Tuesday, 16 June 2015

Council mergers...and then there were eight? - Updated

Update 17th June; Looks like the leak was spot on - BBC Wales confirms this morning that the proposals are for 8 or 9 councils instead of 22, with Carms, Pembs and Ceredigion in possible merger.


Welsh Minister Leighton Andrews will be presenting the Labour government's proposed new Council map of Wales tomorrow. However there seems to have been a leak and BBC Wales are reporting that instead of reducing the number from 22 to 12, as was expected after the Williams Commission, the final number will actually be 8 or perhaps 9.

Originally Carmarthenshire was going to be left as a 'stand alone' county but, if the BBC have got this right, under the new map Carmarthenshire, Pembrokeshire and Ceredigion will disappear and be merged back into the form of the old, pre-1996 dinosaur, Dyfed County Council.

In practice this is going to be a difficult, if not impossible, exercise across Wales, the delay and uncertainty has already caused criticism that the Welsh Government has no real idea of, a) what it is doing and b) how much it will cost.

There is also the small matter of the Assembly elections next May. The Western Mail speculates that the plan could form part of the Labour manifesto.

The proposals have already caused division in Welsh Labour and locally, both the Plaid and Labour Groups on Carmarthenshire Council have expressed their opposition to merger and vowed to fight to keep Carmarthenshire as it is. Cynics might think that the Welsh Government have lost interest in preserving Carmarthenshire as a'stand alone' authority now that it's no longer Labour run...

There will be an awful lot of political comment over this, and hopefully when the final details are known it will be put out to a full Wales-wide public consultation. There is an arguable consensus of opinion however that having 22 of everything is 'unsustainable' in a country the size of Wales.

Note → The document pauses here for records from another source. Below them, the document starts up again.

//! Type metadata for managed and native objects.
//!
//! This module carries everything the binary decoder needs to interpret raw heap
//! bytes: per-type field layouts, value/reference/array/pointer classification,
//! inheritance links, static field storage and the virtual machine's global layout
//! constants (pointer size, object header size, array header layout).
//!
//! # Key Components
//!
//! - [`ManagedType`] / [`FieldDescription`] - managed-side type and field layout
//! - [`NativeType`] - the engine's own flat type table
//! - [`VirtualMachineInfo`] - global layout constants, validated at load
//! - [`PrimitiveKind`] - the closed set of primitive value encodings
//!
//! Inheritance chains in a capture are untrusted data: a corrupt snapshot can
//! contain base-type cycles. Every chain walk in this module is bounded by
//! [`TYPE_CHAIN_HOP_LIMIT`] and reports truncation to the caller instead of
//! looping forever.

use bitflags::bitflags;
use strum::{Display, EnumIter};

use crate::snapshot::entities::ManagedTypeIndex;

/// Upper bound on base-type chain walks.
///
/// Captured type metadata is untrusted; a malformed capture may contain a cyclic
/// inheritance chain. Walks that exceed this limit are truncated and surfaced
/// through the diagnostics sink.
pub const TYPE_CHAIN_HOP_LIMIT: usize = 64;

/// Name of the managed root object type, whose synthetic base-class expansion
/// node is suppressed.
pub const ROOT_OBJECT_TYPE_NAME: &str = "System.Object";

/// Name of the managed enum base type.
pub const ENUM_BASE_TYPE_NAME: &str = "System.Enum";

/// Name of the managed string type.
pub const STRING_TYPE_NAME: &str = "System.String";

/// Name of the backing store field an enum's value lives in.
pub const ENUM_VALUE_FIELD_NAME: &str = "value__";

/// Name of the field linking a managed wrapper to its native engine object.
pub const CACHED_PTR_FIELD_NAME: &str = "m_CachedPtr";

bitflags! {
    /// Classification flags of a managed type.
    #[derive(Debug, Clone, Copy, PartialEq, Eq)]
    pub struct ManagedTypeFlags: u32 {
        /// The type is a value type (stored inline, copied by value).
        const VALUE_TYPE = 1 << 0;
        /// The type is an array type; its element type is the base-or-element link.
        const ARRAY = 1 << 1;
        /// The type is an unmanaged pointer type.
        const POINTER = 1 << 2;
        /// The type is one of the built-in primitives.
        const PRIMITIVE = 1 << 3;
    }
}

/// A single field of a managed type.
#[derive(Debug, Clone)]
pub struct FieldDescription {
    /// Field name.
    pub name: String,
    /// Byte offset of the field. For instance fields this is relative to the
    /// object start (header included); for static fields it indexes the owning
    /// type's static field blob directly.
    pub offset: u32,
    /// The field's declared type.
    pub managed_type: ManagedTypeIndex,
    /// Whether the field is static.
    pub is_static: bool,
}

/// Metadata of one managed type.
#[derive(Debug, Clone)]
pub struct ManagedType {
    /// Fully qualified type name.
    pub name: String,
    /// Value/array/pointer/primitive classification.
    pub flags: ManagedTypeFlags,
    /// Instance size in bytes. Captures have been observed to carry negative
    /// sizes for array types; consumers must go through
    /// [`crate::heap::MemoryReader::read_object_size`] rather than trusting this
    /// value for arrays.
    pub size: i32,
    /// Address of the runtime's type info structure; object headers point here.
    pub type_info_address: u64,
    /// Base type, or element type when this is an array type.
    pub base_or_element_type: Option<ManagedTypeIndex>,
    /// Number of array dimensions; `None` when this is not an array type.
    pub array_rank: Option<u8>,
    /// Declared fields, instance and static.
    pub fields: Vec<FieldDescription>,
    /// Backing store of the type's static fields. Empty when the type has no
    /// initialized statics.
    pub static_field_bytes: Vec<u8>,
}

impl ManagedType {
    /// Whether instances are stored inline.
    #[must_use]
    pub fn is_value_type(&self) -> bool {
        self.flags.contains(ManagedTypeFlags::VALUE_TYPE)
    }

    /// Whether instances live on the managed heap behind a reference.
    #[must_use]
    pub fn is_reference_type(&self) -> bool {
        !self.is_value_type()
    }

    /// Whether this is an array type.
    #[must_use]
    pub fn is_array(&self) -> bool {
        self.flags.contains(ManagedTypeFlags::ARRAY)
    }

    /// Whether this is an unmanaged pointer type.
    #[must_use]
    pub fn is_pointer(&self) -> bool {
        self.flags.contains(ManagedTypeFlags::POINTER)
    }

    /// Whether this is a built-in primitive.
    #[must_use]
    pub fn is_primitive(&self) -> bool {
        self.flags.contains(ManagedTypeFlags::PRIMITIVE)
    }

    /// Whether a field slot of this type holds a pointer into the heap.
    ///
    /// True for reference types (classes, strings, arrays) and unmanaged
    /// pointer types; false for inline value types and primitives.
    #[must_use]
    pub fn is_pointer_slot(&self) -> bool {
        self.is_reference_type() || self.is_pointer()
    }
}

/// Metadata of one native engine type.
#[derive(Debug, Clone)]
pub struct NativeType {
    /// Type name as the engine reports it.
    pub name: String,
    /// Base type within the native type table.
    pub base: Option<crate::snapshot::entities::NativeTypeIndex>,
}

/// Global memory layout constants of the captured virtual machine.
///
/// These values parameterize all raw pointer arithmetic: where an object's field
/// block starts, where an array stores its per-dimension bounds, and how wide a
/// pointer is.
#[derive(Debug, Clone, Copy)]
pub struct VirtualMachineInfo {
    /// Pointer width in bytes; 4 or 8.
    pub pointer_size: u32,
    /// Bytes of header before an object's first instance field.
    pub object_header_size: u32,
    /// Bytes of header before an array's first element.
    pub array_header_size: u32,
    /// Offset of the per-dimension bounds block within an array header.
    pub array_bounds_offset_in_header: u32,
    /// Offset of the flat element count within an array header.
    pub array_size_offset_in_header: u32,
    /// Minimum allocation granularity of the managed heap allocator.
    pub allocation_granularity: u32,
}

impl VirtualMachineInfo {
    /// Validate the layout constants against each other.
    ///
    /// Runs once during snapshot load so that corrupt captures fail with a single
    /// clear error instead of thousands of downstream lookup misses.
    ///
    /// # Errors
    /// Returns [`crate::Error::Malformed`] when the constants are inconsistent.
    pub fn validate(&self) -> crate::Result<()> {
        if self.pointer_size != 4 && self.pointer_size != 8 {
            return Err(malformed_error!(
                "Invalid pointer size {} (expected 4 or 8)",
                self.pointer_size
            ));
        }

        if self.object_header_size == 0 || self.object_header_size > 4096 {
            return Err(malformed_error!(
                "Implausible object header size {}",
                self.object_header_size
            ));
        }

        if self.array_header_size < self.object_header_size {
            return Err(malformed_error!(
                "Array header size {} smaller than object header size {}",
                self.array_header_size,
                self.object_header_size
            ));
        }

        if self.array_bounds_offset_in_header >= self.array_header_size
            || self.array_size_offset_in_header >= self.array_header_size
        {
            return Err(malformed_error!(
                "Array header offsets (bounds {}, size {}) outside array header of {} bytes",
                self.array_bounds_offset_in_header,
                self.array_size_offset_in_header,
                self.array_header_size
            ));
        }

        Ok(())
    }
}

/// The closed set of primitive value encodings the decoder can format.
#[derive(Debug, Clone, Copy, PartialEq, Eq, Display, EnumIter)]
pub enum PrimitiveKind {
    /// `System.Boolean`, one byte.
    Boolean,
    /// `System.Char`, one UTF-16 code unit.
    Char,
    /// `System.SByte`.
    SByte,
    /// `System.Byte`.
    Byte,
    /// `System.Int16`.
    Int16,
    /// `System.UInt16`.
    UInt16,
    /// `System.Int32`.
    Int32,
    /// `System.UInt32`.
    UInt32,
    /// `System.Int64`.
    Int64,
    /// `System.UInt64`.
    UInt64,
    /// `System.Single`.
    Single,
    /// `System.Double`.
    Double,
    /// `System.IntPtr`, pointer sized.
    IntPtr,
    /// `System.UIntPtr`, pointer sized.
    UIntPtr,
}

impl PrimitiveKind {
    /// Map a fully qualified type name to its primitive kind.
    #[must_use]
    pub fn from_type_name(name: &str) -> Option<PrimitiveKind> {
        match name {
            "System.Boolean" => Some(PrimitiveKind::Boolean),
            "System.Char" => Some(PrimitiveKind::Char),
            "System.SByte" => Some(PrimitiveKind::SByte),
            "System.Byte" => Some(PrimitiveKind::Byte),
            "System.Int16" => Some(PrimitiveKind::Int16),
            "System.UInt16" => Some(PrimitiveKind::UInt16),
            "System.Int32" => Some(PrimitiveKind::Int32),
            "System.UInt32" => Some(PrimitiveKind::UInt32),
            "System.Int64" => Some(PrimitiveKind::Int64),
            "System.UInt64" => Some(PrimitiveKind::UInt64),
            "System.Single" => Some(PrimitiveKind::Single),
            "System.Double" => Some(PrimitiveKind::Double),
            "System.IntPtr" => Some(PrimitiveKind::IntPtr),
            "System.UIntPtr" => Some(PrimitiveKind::UIntPtr),
            _ => None,
        }
    }

    /// Encoded width in bytes under the given pointer size.
    #[must_use]
    pub fn byte_size(&self, pointer_size: u32) -> u32 {
        match self {
            PrimitiveKind::Boolean | PrimitiveKind::SByte | PrimitiveKind::Byte => 1,
            PrimitiveKind::Char | PrimitiveKind::Int16 | PrimitiveKind::UInt16 => 2,
            PrimitiveKind::Int32 | PrimitiveKind::UInt32 | PrimitiveKind::Single => 4,
            PrimitiveKind::Int64 | PrimitiveKind::UInt64 | PrimitiveKind::Double => 8,
            PrimitiveKind::IntPtr | PrimitiveKind::UIntPtr => pointer_size,
        }
    }
}

/// A resolved instance field slot: the declaring type plus the field's position
/// within that type's field array.
#[derive(Debug, Clone, Copy)]
pub struct FieldSlot {
    /// The type declaring the field.
    pub owner: ManagedTypeIndex,
    /// Position within the declaring type's field array.
    pub field: u32,
}

/// The instance fields of a type including inherited ones, base types first.
///
/// `truncated` is set when the base chain exceeded [`TYPE_CHAIN_HOP_LIMIT`],
/// which callers surface through the diagnostics sink.
#[derive(Debug, Clone)]
pub struct InheritedFields {
    /// Field slots in declaration order, outermost base type first.
    pub slots: Vec<FieldSlot>,
    /// Whether the chain walk was cut short by the hop limit.
    pub truncated: bool,
}

/// Collect the instance fields of `type_index` including inherited ones.
///
/// Base type fields come first so that field walks match the in-memory layout
/// order. Array types contribute no field slots.
#[must_use]
pub(crate) fn instance_field_slots(
    types: &[ManagedType],
    type_index: ManagedTypeIndex,
) -> InheritedFields {
    let mut chain = Vec::new();
    let mut current = Some(type_index);
    let mut truncated = false;

    for hop in 0.. {
        let Some(index) = current else { break };
        let Some(ty) = types.get(index.index()) else {
            break;
        };

        if hop >= TYPE_CHAIN_HOP_LIMIT {
            truncated = true;
            break;
        }

        if ty.is_array() {
            break;
        }

        chain.push(index);
        current = ty.base_or_element_type;
    }

    let mut slots = Vec::new();
    for owner in chain.iter().rev() {
        let ty = &types[owner.index()];
        for (field, description) in ty.fields.iter().enumerate() {
            if !description.is_static {
                slots.push(FieldSlot {
                    owner: *owner,
                    field: field as u32,
                });
            }
        }
    }

    InheritedFields { slots, truncated }
}

/// Whether `type_index` is an enum type (derives directly from `System.Enum`).
#[must_use]
pub(crate) fn is_enum_type(types: &[ManagedType], type_index: ManagedTypeIndex) -> bool {
    let Some(ty) = types.get(type_index.index()) else {
        return false;
    };

    ty.base_or_element_type
        .and_then(|base| types.get(base.index()))
        .is_some_and(|base| base.name == ENUM_BASE_TYPE_NAME)
}

/// The primitive backing type of an enum, via its `value__` field.
#[must_use]
pub(crate) fn enum_underlying_type(
    types: &[ManagedType],
    type_index: ManagedTypeIndex,
) -> Option<ManagedTypeIndex> {
    let ty = types.get(type_index.index())?;
    ty.fields
        .iter()
        .find(|f| !f.is_static && f.name == ENUM_VALUE_FIELD_NAME)
        .map(|f| f.managed_type)
}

One important question will be how the number can be reduced without losing local democratic accountability. There's already precious little here in basket-case Carmarthenshire.

Plaid Cymru have suggested that, for accountability, the 22 local authorities are retained but they will elect regional government to deliver services such as transport, social care and planning.

The Welsh Conservatives believe that mergers should only happen if local authorities themselves think it desirable and practical rather than being forced on them via Cardiff.

Your comments and views would be welcome. 


Cibwr said...

I believe that we need to return to a two tier model (plus reformed community councils). I think that we need 5 directly elected regional councils, taking in Transport, Education (including further but not higher education), waste disposal, Health & Social Services, Economic Planning, The Ambulance, Fire and Police services. I would base these on Cardiff, Newport, Swansea, Mid & West Wales, North Wales. Below them would be a tier of about 25 or so councils - roughly what we have now carrying out most other functions. All councils should be elected by STV and overall less Councillors. Community councils should cover the whole country, including the urban areas where they are currently absent - but they should be encouraged to merge to have less than there are now.

Anonymous said...

Helloooo , there was a voice in the early nineties that said that it was ridiculous to have 22 Councils representing the population of Wales. Didnt make any difference it still all went ahead in 1996 . It would be interesting to know what the cost of redundancies alone was in 1996 let alone the overall cost of Local Government reorganisation. London which has a population of just about three times the size of Wales has 32 London Boroughs and I think that most would think that this is top heavy!